The brass pin on her compressed, full chest read AGNIESZKA. From Poland, he guessed.

He watched her scribbling into her tiny leather notebook and his sixth and seventh eyes, his murder eyes, watched those reddened capillaries of her cheeks greying as they emptied of all life, and her blond hair continuing to grow for several days after her future death (whenever that might be, eyes couldn’t tell) like his lawnmower’s rotors spinning for several seconds after it had been shut off, until drifting to a halt.

“I get your drinks order for you, okay?”

Once she left, Janice looked down at her lap and said, “Wow, she was a babe.” She looked up at Darren’s face with some worry and puzzlement that his extra eyes couldn’t quite penetrate. “Wasn’t she, Jake?”

“I’ve seen better,” Jake answered, watching Agnieszka moving away between tables.

“Not in person,” Tommy said.

“She had an accent, Darren,” Janice said. “Do you know what that accent was? She looks like a Sweden person or something.”

“Don’t know. I think they hire foreign exchange students during summer months.”

“Was that true before, when you came with Sara?”

“I don’t quite remember. Maybe.”

One or another of his eyes watched his sons shift with discomfort at the mention of their mother. Invisible to anybody else, even their stepmother. If she had been able to perceive the basic effects of her words she might think twice about how she used them. He considered punishing her body somehow but thought he would just settle for hurting her mind later when she wasn’t expecting it.

They had a lovely dinner.

#

Tommy’s routine at Diamond Dream Camp was pretty much set at that point, and when it came to sports he was self-reliant and focused. He woke up early, slapped himself in the face twice to wake up (not hard, more for a display of toughness to his brother and dad), and staggered to the breakfast nook. Janice gave him a bowl of oatmeal that she made in the kitchen of their cabin and some o.j. Not one for preparing big meals, especially in someone else’s kitchen. The camp took care of breakfasts and lunches at the mess hall, but the Rileys agreed they were a little wanting and Janice supplemented their diet with her own additions here and there, snacks really.

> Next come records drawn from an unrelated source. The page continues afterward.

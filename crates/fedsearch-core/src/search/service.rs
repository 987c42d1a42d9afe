//! Search service: analyze, plan, execute, merge, cache

use super::{
    apply_recency_boost, encode_cursor, CacheKey, ResultMerger, SearchCache, SearchContext,
    SearchExecutor, SearchRequest, SearchResponse, Strategy, StrategyPlanner,
};
use crate::backends::{Credential, Embedder, RemoteSearch, TextSearchBackend, VectorStore};
use crate::config::SearchConfig;
use crate::error::Result;
use crate::query::{to_provider_query, to_provider_split, ParsedQuery, ProviderSplitQuery, QueryAnalyzer};
use std::sync::Arc;
use tokio::task::JoinHandle;
use tokio::time::Instant;

/// Builder for [`SearchService`]
#[derive(Default)]
pub struct SearchServiceBuilder {
    config: SearchConfig,
    text: Option<Arc<dyn TextSearchBackend>>,
    vector: Option<(Arc<dyn Embedder>, Arc<dyn VectorStore>)>,
    cache: Option<SearchCache>,
}

impl SearchServiceBuilder {
    pub fn new() -> Self {
        Self::default()
    }

    pub fn config(mut self, config: SearchConfig) -> Self {
        self.config = config;
        self
    }

    pub fn text_backend(mut self, backend: Arc<dyn TextSearchBackend>) -> Self {
        self.text = Some(backend);
        self
    }

    pub fn vector_backend(mut self, embedder: Arc<dyn Embedder>, store: Arc<dyn VectorStore>) -> Self {
        self.vector = Some((embedder, store));
        self
    }

    /// Share an existing cache instead of creating one from the config
    pub fn cache(mut self, cache: SearchCache) -> Self {
        self.cache = Some(cache);
        self
    }

    pub fn build(self) -> Result<SearchService> {
        self.config.validate()?;
        let config = Arc::new(self.config);
        let planner = StrategyPlanner::new(config.clone());

        let mut executor = SearchExecutor::new(planner.clone());
        if let Some(text) = self.text {
            executor = executor.with_text_backend(text);
        }
        if let Some((embedder, store)) = self.vector {
            executor = executor.with_vector_backend(embedder, store);
        }

        let cache = if config.cache.enabled {
            Some(self.cache.unwrap_or_else(|| SearchCache::from_config(&config.cache)))
        } else {
            None
        };

        Ok(SearchService {
            merger: ResultMerger::new(&config.fusion),
            analyzer: QueryAnalyzer::new(),
            planner,
            executor,
            cache,
            config,
        })
    }
}

/// Federated search over the local index, vector store and mail provider
pub struct SearchService {
    config: Arc<SearchConfig>,
    analyzer: QueryAnalyzer,
    planner: StrategyPlanner,
    executor: SearchExecutor,
    merger: ResultMerger,
    cache: Option<SearchCache>,
}

impl SearchService {
    pub fn builder() -> SearchServiceBuilder {
        SearchServiceBuilder::new()
    }

    pub fn config(&self) -> &SearchConfig {
        &self.config
    }

    pub fn cache(&self) -> Option<&SearchCache> {
        self.cache.as_ref()
    }

    /// Run a search.
    ///
    /// Backend failures and timeouts degrade to partial results listed in
    /// `source_errors`; only an invalid plan is returned as an error.
    /// `remote` and `credential` are only used when the provider is
    /// consulted.
    pub async fn search(
        &self,
        ctx: &SearchContext,
        mut request: SearchRequest,
        remote: Option<&dyn RemoteSearch>,
        credential: Option<&Credential>,
    ) -> Result<SearchResponse> {
        let started = Instant::now();
        request.limit = self.config.effective_limit(request.limit);
        let offset = request.effective_offset();

        let cache_key = self.cache.as_ref().map(|_| CacheKey::for_request(&request));
        if let (Some(cache), Some(key)) = (self.cache.as_ref(), cache_key.as_ref()) {
            if let Some(hit) = cache.get(key) {
                return Ok(hit);
            }
        }

        let mut parsed = self.analyzer.analyze(&request.query);
        if let Some(filters) = request.filters.as_ref() {
            parsed.apply_filters(filters);
        }

        let mut plan = self.planner.plan(&parsed, &request);
        let mut response = self
            .executor
            .execute(ctx, &mut plan, &request, &parsed, remote, credential)
            .await?;

        self.merger.merge(&mut response, plan.merge_strategy, request.limit);
        if matches!(request.strategy, Strategy::Balanced | Strategy::Complete) {
            apply_recency_boost(&mut response.results, self.config.fusion.recency_boost);
        }

        response.next_cursor = response
            .has_more
            .then(|| encode_cursor(offset.saturating_add(response.results.len())));
        response.took_ms = u64::try_from(started.elapsed().as_millis()).unwrap_or(u64::MAX);

        tracing::info!(
            user_id = %request.user_id,
            strategy = request.strategy.as_str(),
            results = response.results.len(),
            sources = ?response.sources,
            errors = response.source_errors.len(),
            escalated = response.escalated,
            elapsed_ms = response.took_ms,
            "Search complete"
        );

        if let (Some(cache), Some(key)) = (self.cache.as_ref(), cache_key) {
            if response.is_partial() {
                tracing::debug!("Partial response, not caching");
            } else {
                cache.set(key, &response);
            }
        }

        Ok(response)
    }

    /// [`SearchService::search`] restricted to the full-text index
    pub async fn search_fast(
        &self,
        ctx: &SearchContext,
        request: SearchRequest,
        remote: Option<&dyn RemoteSearch>,
        credential: Option<&Credential>,
    ) -> Result<SearchResponse> {
        self.search(ctx, request.with_strategy(Strategy::Fast), remote, credential)
            .await
    }

    /// [`SearchService::search`] restricted to the vector index
    pub async fn search_semantic(
        &self,
        ctx: &SearchContext,
        request: SearchRequest,
        remote: Option<&dyn RemoteSearch>,
        credential: Option<&Credential>,
    ) -> Result<SearchResponse> {
        self.search(ctx, request.with_strategy(Strategy::Semantic), remote, credential)
            .await
    }

    /// [`SearchService::search`] across every backend
    pub async fn search_complete(
        &self,
        ctx: &SearchContext,
        request: SearchRequest,
        remote: Option<&dyn RemoteSearch>,
        credential: Option<&Credential>,
    ) -> Result<SearchResponse> {
        self.search(ctx, request.with_strategy(Strategy::Complete), remote, credential)
            .await
    }

    pub fn analyze_query(&self, query: &str) -> ParsedQuery {
        self.analyzer.analyze(query)
    }

    /// Provider query string that a search for `query` would send
    pub fn provider_query_preview(&self, query: &str) -> String {
        to_provider_query(&self.analyzer.analyze(query))
    }

    /// Search-text plus filter-expression form of `query`
    pub fn provider_split_preview(&self, query: &str) -> ProviderSplitQuery {
        to_provider_split(&self.analyzer.analyze(query))
    }

    /// Drop every cached response for `user_id`, e.g. after new mail arrives
    pub fn invalidate_user(&self, user_id: &str) -> usize {
        self.cache
            .as_ref()
            .map(|cache| cache.invalidate_user(user_id))
            .unwrap_or(0)
    }

    /// Start the cache's periodic expiry sweep on the current runtime
    pub fn spawn_cache_cleanup(&self) -> Option<JoinHandle<()>> {
        let interval = self.config.cache.cleanup_interval();
        self.cache.as_ref().map(|cache| cache.spawn_cleanup(interval))
    }
}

Darren and Tommy read the newspaper which was inferior to the daily paper in Chattanooga in many ways. Tommy disassembled the sports section, snickering at this or that new unfortunate wrinkle in some athlete’s career. He devoured ESPN with his dad at home. Jake was in his pajamas in front of the 64” TV suspended from the wall of the living room area, watching the Spanish language channel where a stunning female anchor rattled off the news in a rapid-fire stream of syllables.

“Wow, for a news lady she dresses like she’s in a nightclub,” Janice said, standing behind the couch where Jake had collapsed. “Don’t you think so? Darren?”

“It’s like the Spanish version of E! Entertainment TV,” Jake said. “It’s trashy. She’s trashy. That’s why I like it.”

“Jake!” Janice said. “Darren, your son is turning into a pig.”

“I’m on vacation, Janice,” Jake said.

“Your whole life is a vacation.”

“I’ve heard that before, Dad, many times. I have a job.”

Tommy lowered his paper like a 1950s dad in a screwball comedy. “Shyeah right. Walking around the floor at Dick’s, practicing your jump shot on the in-store hoop.”

“Do you need that much makeup and jewelry to read the news in Spain?” Janice asked. 

She really wanted him to see, she was always asking him to look at things. He gave some of his eyes to the TV screen. Janice was right, the anchor was thin and looked like she was out for a night of cocaine and dancing in Barcelona. In a glittery black sleeveless shirt and slim pin-stripe pants that hung low off her narrow hips. A small bejeweled cartouche dangled from her visible bellybutton piercing. Superimposed, Darren saw the inevitable replica of the Spanish woman, with whites for eyes and mouth hanging open, tangled black hair wet to the touch with death-sweat. He snickered but inside he contemplated with fear the hurdles he would need to leap over if the murder eyes ever commanded him to fly to Europe to hunt down and kill some woman from foreign TV. He guessed that in the days before TV’s invention, before portraiture even, the eyes had been satisfied to select their victims “at first sight.” Just like live music was preferable to recorded, murder was much better with someone within arm’s reach. He wasn’t a long-distance stalker, driving eight hours to Hollywood to slaughter a Best Supporting Actress nominee he’d seen on HBO. Besides, Agnieszka the cocktail waitress was European and something had brought her across oceans into his view. He could sit still like a spider or alligator as prey haplessly stumbled inside the fatal radius of his knife. He mused how it would be to collect heads from around the globe, one woman from each country. Another wish, since he was at it, would be to time travel and find not famous historical women to behead but their servants, like the plain-Jane, downstairs beauties from Downton Abbey. One of his favorite shows, to Janice’s baffled delight.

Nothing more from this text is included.